§ Exercise goal:
If a line in the material below has the word "cloned", copy it.

§ Given records:
//! Field update pipeline.
//!
//! The single entry point for "the user (or the AI) changed a field".
//! One pass merges the value, validates, re-evaluates disclosure, and
//! feeds the safety layer. Validator failures degrade the pass instead
//! of failing it: the raw value is always kept.

use std::sync::Arc;
use std::time::Duration;

use serde::{Deserialize, Serialize};
use thiserror::Error;
use tracing::{debug, warn};

use crate::domain::disclosure::UncertaintyFlag;
use crate::domain::foundation::{
    Confidence, DomainError, ErrorCode, FieldId, FieldValue, SessionId, Timestamp,
};
use crate::domain::form::AiFormContext;
use crate::domain::safety::OperationKind;
use crate::domain::validation::ConflictDescriptor;
use crate::ports::{
    ContextStore, ContextStoreError, EngineEvent, EventPublisher, HeavyTask, HeavyTaskOutput,
    SessionGateway, SessionGatewayError, TaskRunner,
};

use crate::application::engine::{EngineError, FormEngine, SafetyReport};

/// Where a field update came from.
#[derive(Debug, Clone, Copy, PartialEq, Eq, Serialize, Deserialize)]
#[serde(rename_all = "snake_case")]
pub enum UpdateSource {
    UserInput,
    AiInference,
    Import,
}

/// One requested field change.
#[derive(Debug, Clone, PartialEq, Serialize, Deserialize)]
pub struct FieldUpdate {
    pub field_id: FieldId,
    pub value: FieldValue,
    pub timestamp: Timestamp,
    pub source: UpdateSource,
}

impl FieldUpdate {
    pub fn now(field_id: impl Into<FieldId>, value: FieldValue, source: UpdateSource) -> Self {
        Self {
            field_id: field_id.into(),
            value,
            timestamp: Timestamp::now(),
            source,
        }
    }
}

/// Outcome of one pass through the pipeline.
#[derive(Debug)]
pub struct ProcessFieldUpdateResult {
    pub context: AiFormContext,
    /// True when the validator could not run and degraded defaults are
    /// in effect.
    pub degraded: bool,
    /// True when the session is frozen and only the raw value was kept.
    pub emergency: bool,
    /// True when the outcome is uncertain enough to want a human look.
    pub needs_manual_intervention: bool,
    pub safety: SafetyReport,
}

/// Errors that abort the pipeline outright.
#[derive(Debug, Error)]
pub enum ProcessError {
    #[error(transparent)]
    Session(#[from] SessionGatewayError),

    #[error(transparent)]
    Store(#[from] ContextStoreError),

    #[error(transparent)]
    Engine(#[from] EngineError),

    #[error("Update for {field} is older than the stored context")]
    StaleUpdate { field: FieldId },
}

impl ProcessError {
    /// Maps the error onto the coded envelope exposed at the API
    /// boundary.
    pub fn to_domain_error(&self) -> DomainError {
        match self {
            ProcessError::Session(SessionGatewayError::Unknown(_)) => {
                DomainError::new(ErrorCode::SessionNotFound, self.to_string())
            }
            ProcessError::Session(SessionGatewayError::Backend(_)) => {
                DomainError::new(ErrorCode::InternalError, self.to_string())
            }
            ProcessError::Store(ContextStoreError::NotFound(_)) => {
                DomainError::new(ErrorCode::SessionNotFound, self.to_string())
            }
            ProcessError::Store(ContextStoreError::SerializationFailed(_))
            | ProcessError::Engine(_) => {
                DomainError::new(ErrorCode::SerializationError, self.to_string())
            }
            ProcessError::Store(ContextStoreError::Backend(_)) => {
                DomainError::new(ErrorCode::InternalError, self.to_string())
            }
            ProcessError::StaleUpdate { field } => {
                DomainError::new(ErrorCode::StaleUpdate, self.to_string())
                    .with_detail("field", field.as_str())
            }
        }
    }
}

/// Handles field updates end to end.
pub struct ProcessFieldUpdateHandler {
    task_runner: Arc<dyn TaskRunner>,
    context_store: Arc<dyn ContextStore>,
    session_gateway: Arc<dyn SessionGateway>,
    events: Arc<dyn EventPublisher>,
}

impl ProcessFieldUpdateHandler {
    pub fn new(
        task_runner: Arc<dyn TaskRunner>,
        context_store: Arc<dyn ContextStore>,
        session_gateway: Arc<dyn SessionGateway>,
        events: Arc<dyn EventPublisher>,
    ) -> Self {
        Self {
            task_runner,
            context_store,
            session_gateway,
            events,
        }
    }

    pub async fn handle(
        &self,
        engine: &mut FormEngine,
        update: FieldUpdate,
    ) -> Result<ProcessFieldUpdateResult, ProcessError> {
        let session_id = engine.session_id();

        // 1. Load the context, creating one for a fresh session.
        let (previous, is_new) = self.load_or_create(session_id).await?;

        // 2. A stale update would silently undo newer input. A freshly
        //    created context postdates the update by construction, so
        //    only stored contexts are checked.
        if !is_new && update.timestamp.is_before(&previous.updated_at) {
            return Err(ProcessError::StaleUpdate {
                field: update.field_id,
            });
        }

        // 3. Emergency mode keeps the raw value and nothing else.
        if engine.is_emergency() {
            let context = previous.apply_field(update.field_id.clone(), update.value.clone());
            self.context_store.save(&context).await?;
            self.publish_field_updated(&context, &update.field_id).await;
            return Ok(ProcessFieldUpdateResult {
                context,
                degraded: false,
                emergency: true,
                needs_manual_intervention: true,
                safety: SafetyReport::default(),
            });
        }

        // 4. Merge the value and score it.
        let mut context = previous.apply_field(update.field_id.clone(), update.value.clone());
        let heuristic = engine.score_value(&update.value);
        context
            .disclosure
            .confidence_scores
            .insert(update.field_id.clone(), heuristic);

        // 5. Validation and conflict detection, under the timeout.
        let (degraded, success, op_confidence) = match self.run_validation(engine, &context).await {
            Some((outcome, conflicts)) => {
                let op_confidence = outcome.overall_confidence;
                context.disclosure.validation = Some(outcome);
                self.merge_conflicts(&mut context, conflicts).await;
                (false, true, op_confidence)
            }
            None => {
                self.enter_degraded(&mut context).await;
                (true, false, Confidence::NEUTRAL)
            }
        };

        // 6. Re-evaluate disclosure, unless it has been disabled or the
        //    pass degraded (a degraded pass keeps what was visible).
        if degraded {
            context.visible_fields = previous.visible_fields.clone();
            context.recommendations = previous.recommendations.clone();
        } else if engine.progressive_enabled() {
            let states = engine.evaluate_disclosure(&context.disclosure);
            context.visible_fields = engine.visible_fields(&states);
            // Recommendations are assistance; they stop when AI is off.
            context.recommendations = if engine.ai_enabled() {
                engine.recommend(&context.disclosure)
            } else {
                Vec::new()
            };
        } else {
            // Progressive disclosure off: show everything we know about.
            let states = engine.evaluate_disclosure(&context.disclosure);
            context.visible_fields = states.keys().cloned().collect();
            context.recommendations = Vec::new();
        }

        // 7. Feed the safety layer and honor whatever it demands.
        let safety = engine
            .record_outcome(OperationKind::FieldUpdate, success, op_confidence)
            .await;
        if let Some(snapshot) = &safety.restored {
            let revision = context.revision;
            context.disclosure = snapshot.progressive_state.context.clone();
            context.visible_fields = snapshot.progressive_state.visible_fields.clone();
            context.revision = revision + 1;
            context.updated_at = Timestamp::now();
        }
        let emergency = safety.emergency_activated;
        // Only healthy passes are worth checkpointing; a degraded pass
        // could capture exactly the state rollback exists to escape.
        if success && !emergency {
            engine.maybe_interval_snapshot(&context).await?;
        }

        let needs_manual_intervention = op_confidence.value()
            < engine.config().intervention_floor
            || context.has_unresolved_conflicts();

        self.context_store.save(&context).await?;
        self.publish_field_updated(&context, &update.field_id).await;
        debug!(
            session_id = %session_id,
            field = %update.field_id.as_str(),
            revision = context.revision,
            degraded,
            "field update processed"
        );

        Ok(ProcessFieldUpdateResult {
            context,
            degraded,
            emergency,
            needs_manual_intervention,
            safety,
        })
    }

    async fn load_or_create(
        &self,
        session_id: SessionId,
    ) -> Result<(AiFormContext, bool), ProcessError> {
        match self.context_store.load(session_id).await {
            Ok(context) => Ok((context, false)),
            Err(ContextStoreError::NotFound(_)) => {
                let info = self.session_gateway.session_info(session_id).await?;
                let mut context = AiFormContext::new(info.user_id, session_id);
                context.disclosure.expertise = info.expertise;
                Ok((context, true))
            }
            Err(e) => Err(e.into()),
        }
    }

    /// Runs validation and conflict detection; `None` means the
    /// validator could not produce an answer in time.
    async fn run_validation(
        &self,
        engine: &FormEngine,
        context: &AiFormContext,
    ) -> Option<(
        crate::domain::validation::ValidationOutcome,
        Vec<ConflictDescriptor>,
    )> {
        let budget = Duration::from_millis(engine.config().validation_timeout_ms);

        let validation = tokio::time::timeout(
            budget,
            self.task_runner.run(HeavyTask::Validate {
                context: context.disclosure.clone(),
            }),
        )
        .await;
        let outcome = match validation {
            Ok(Ok(HeavyTaskOutput::Validation(outcome))) => outcome,
            Ok(Ok(other)) => {
                warn!(output = ?other, "task runner returned mismatched output");
                return None;
            }
            Ok(Err(e)) => {
                warn!(error = %e, "validation task failed");
                return None;
            }
            Err(_) => {
                warn!(budget_ms = budget.as_millis() as u64, "validation timed out");
                return None;
            }
        };

        let conflicts = tokio::time::timeout(
            budget,
            self.task_runner.run(HeavyTask::DetectConflicts {
                context: context.disclosure.clone(),
            }),
        )
        .await;
        let conflicts = match conflicts {
            Ok(Ok(HeavyTaskOutput::Conflicts(conflicts))) => conflicts,
            _ => return None,
        };

        Some((outcome, conflicts))
    }

    /// Replaces unresolved conflicts with the fresh detection results,
    /// keeping conflicts the user already resolved.
    async fn merge_conflicts(
        &self,
        context: &mut AiFormContext,
        detected: Vec<ConflictDescriptor>,
    ) {
        let mut merged: Vec<ConflictDescriptor> = context
            .conflicts
            .iter()
            .filter(|c| c.resolved)
            .cloned()
            .collect();

        for conflict in detected {
            if merged.iter().any(|c| c.id == conflict.id) {
                continue;
            }
            let is_new = !context.conflicts.iter().any(|c| c.id == conflict.id);
            if is_new {
                let _ = self
                    .events
                    .publish(EngineEvent::ConflictDetected {
                        session_id: context.session_id,
                        conflict_id: conflict.id.clone(),
                    })
                    .await;
            }
            merged.push(conflict);
        }
        context.conflicts = merged;
    }

    async fn enter_degraded(&self, context: &mut AiFormContext) {
        let already_flagged = context
            .disclosure
            .uncertainty_flags
            .iter()
            .any(|f| f.field.is_none());
        if !already_flagged {
            context.disclosure.uncertainty_flags.push(
                UncertaintyFlag::ai_unavailable(
                    "AI assistance is temporarily unavailable; your input is saved",
                ),
            );
        }
        let _ = self
            .events
            .publish(EngineEvent::DegradedModeEntered {
                session_id: context.session_id,
                reason: "validator unavailable".into(),
            })
            .await;
    }

    async fn publish_field_updated(&self, context: &AiFormContext, field_id: &FieldId) {
        let _ = self
            .events
            .publish(EngineEvent::FieldUpdated {
                session_id: context.session_id,
                field_id: field_id.clone(),
                revision: context.revision,
            })
            .await;
    }
}

#[cfg(test)]
mod tests {
    use super::*;

    #[test]
    fn stale_update_maps_to_its_error_code() {
        let err = ProcessError::StaleUpdate {
            field: FieldId::from("title"),
        };
        let domain = err.to_domain_error();
        assert_eq!(domain.code, ErrorCode::StaleUpdate);
        assert_eq!(domain.details.get("field"), Some(&"title".to_string()));
    }

    #[test]
    fn unknown_session_maps_to_not_found() {
        let err = ProcessError::Session(SessionGatewayError::Unknown(SessionId::new()));
        assert_eq!(err.to_domain_error().code, ErrorCode::SessionNotFound);
    }
}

§ Task response:
            context.visible_fields = states.keys().cloned().collect();
            .cloned()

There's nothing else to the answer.